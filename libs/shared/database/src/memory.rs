use std::collections::BTreeMap;
use std::time::Duration;

use async_trait::async_trait;
use chrono::NaiveDate;
use tokio::sync::RwLock;
use tracing::debug;

use shared_models::{
    sort_by_date, Appointment, AppointmentId, Doctor, DoctorId, NewAppointment, Patient,
    PatientId,
};

use crate::store::{ClinicStore, StoreError};

#[derive(Default)]
struct MemoryState {
    patients: BTreeMap<PatientId, Patient>,
    doctors: BTreeMap<DoctorId, Doctor>,
    appointments: BTreeMap<AppointmentId, Appointment>,
    next_appointment_id: AppointmentId,
}

impl MemoryState {
    fn joined(&self, appointment: &Appointment) -> Appointment {
        appointment.clone().with_display(
            self.patients.get(&appointment.patient_id),
            self.doctors.get(&appointment.doctor_id),
        )
    }

    fn list_where<F>(&self, predicate: F) -> Vec<Appointment>
    where
        F: Fn(&Appointment) -> bool,
    {
        let mut rows: Vec<Appointment> = self
            .appointments
            .values()
            .filter(|a| predicate(a))
            .map(|a| self.joined(a))
            .collect();
        sort_by_date(&mut rows);
        rows
    }
}

/// Process-local store used when no Supabase project is configured, and as
/// the backing store in tests.
///
/// An optional per-operation latency widens the window between a read and a
/// following write, which makes unsynchronized check-then-insert races easy to
/// reproduce.
pub struct InMemoryStore {
    state: RwLock<MemoryState>,
    latency: Option<Duration>,
}

impl Default for InMemoryStore {
    fn default() -> Self {
        Self::new()
    }
}

impl InMemoryStore {
    pub fn new() -> Self {
        Self {
            state: RwLock::new(MemoryState {
                next_appointment_id: 1,
                ..MemoryState::default()
            }),
            latency: None,
        }
    }

    pub fn with_latency(mut self, latency: Duration) -> Self {
        self.latency = Some(latency);
        self
    }

    pub async fn add_patient(&self, patient: Patient) {
        self.state.write().await.patients.insert(patient.id, patient);
    }

    pub async fn add_doctor(&self, doctor: Doctor) {
        self.state.write().await.doctors.insert(doctor.id, doctor);
    }

    pub async fn appointment_count(&self) -> usize {
        self.state.read().await.appointments.len()
    }

    /// Every stored appointment for the doctor on the given date.
    pub async fn appointments_on(&self, doctor_id: DoctorId, date: NaiveDate) -> Vec<Appointment> {
        self.state
            .read()
            .await
            .list_where(|a| a.doctor_id == doctor_id && a.appointment_date == date)
    }

    async fn simulate_latency(&self) {
        if let Some(latency) = self.latency {
            tokio::time::sleep(latency).await;
        }
    }
}

#[async_trait]
impl ClinicStore for InMemoryStore {
    async fn find_patient(&self, id: PatientId) -> Result<Option<Patient>, StoreError> {
        self.simulate_latency().await;
        Ok(self.state.read().await.patients.get(&id).cloned())
    }

    async fn find_doctor(&self, id: DoctorId) -> Result<Option<Doctor>, StoreError> {
        self.simulate_latency().await;
        Ok(self.state.read().await.doctors.get(&id).cloned())
    }

    async fn list_doctors(&self) -> Result<Vec<Doctor>, StoreError> {
        self.simulate_latency().await;
        Ok(self.state.read().await.doctors.values().cloned().collect())
    }

    async fn is_doctor_available(
        &self,
        doctor_id: DoctorId,
        date: NaiveDate,
    ) -> Result<bool, StoreError> {
        self.simulate_latency().await;
        let state = self.state.read().await;
        Ok(!state
            .appointments
            .values()
            .any(|a| a.doctor_id == doctor_id && a.appointment_date == date))
    }

    async fn insert_appointment(&self, new: NewAppointment) -> Result<Appointment, StoreError> {
        self.simulate_latency().await;
        let mut state = self.state.write().await;
        let id = state.next_appointment_id;
        state.next_appointment_id += 1;

        let appointment = Appointment::from_new(id, new);
        state.appointments.insert(id, appointment.clone());
        debug!("Stored {}", appointment);
        Ok(appointment)
    }

    async fn delete_appointment(&self, id: AppointmentId) -> Result<bool, StoreError> {
        self.simulate_latency().await;
        Ok(self.state.write().await.appointments.remove(&id).is_some())
    }

    async fn find_appointment(&self, id: AppointmentId) -> Result<Option<Appointment>, StoreError> {
        self.simulate_latency().await;
        let state = self.state.read().await;
        Ok(state.appointments.get(&id).map(|a| state.joined(a)))
    }

    async fn list_appointments_by_patient(
        &self,
        patient_id: PatientId,
    ) -> Result<Vec<Appointment>, StoreError> {
        self.simulate_latency().await;
        Ok(self.state.read().await.list_where(|a| a.patient_id == patient_id))
    }

    async fn list_appointments_by_doctor(
        &self,
        doctor_id: DoctorId,
    ) -> Result<Vec<Appointment>, StoreError> {
        self.simulate_latency().await;
        Ok(self.state.read().await.list_where(|a| a.doctor_id == doctor_id))
    }
}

....

*Assignment*
Copy the lines above exactly, from the very first through the one containing "pub fn with_latency(mut", and include no other line.

*Answer below*
filename libs/shared/database/src/memory.rs
use std::collections::BTreeMap;
use std::time::Duration;

use async_trait::async_trait;
use chrono::NaiveDate;
use tokio::sync::RwLock;
use tracing::debug;

use shared_models::{
    sort_by_date, Appointment, AppointmentId, Doctor, DoctorId, NewAppointment, Patient,
    PatientId,
};

use crate::store::{ClinicStore, StoreError};

#[derive(Default)]
struct MemoryState {
    patients: BTreeMap<PatientId, Patient>,
    doctors: BTreeMap<DoctorId, Doctor>,
    appointments: BTreeMap<AppointmentId, Appointment>,
    next_appointment_id: AppointmentId,
}

impl MemoryState {
    fn joined(&self, appointment: &Appointment) -> Appointment {
        appointment.clone().with_display(
            self.patients.get(&appointment.patient_id),
            self.doctors.get(&appointment.doctor_id),
        )
    }

    fn list_where<F>(&self, predicate: F) -> Vec<Appointment>
    where
        F: Fn(&Appointment) -> bool,
    {
        let mut rows: Vec<Appointment> = self
            .appointments
            .values()
            .filter(|a| predicate(a))
            .map(|a| self.joined(a))
            .collect();
        sort_by_date(&mut rows);
        rows
    }
}

/// Process-local store used when no Supabase project is configured, and as
/// the backing store in tests.
///
/// An optional per-operation latency widens the window between a read and a
/// following write, which makes unsynchronized check-then-insert races easy to
/// reproduce.
pub struct InMemoryStore {
    state: RwLock<MemoryState>,
    latency: Option<Duration>,
}

impl Default for InMemoryStore {
    fn default() -> Self {
        Self::new()
    }
}

impl InMemoryStore {
    pub fn new() -> Self {
        Self {
            state: RwLock::new(MemoryState {
                next_appointment_id: 1,
                ..MemoryState::default()
            }),
            latency: None,
        }
    }

    pub fn with_latency(mut self, latency: Duration) -> Self {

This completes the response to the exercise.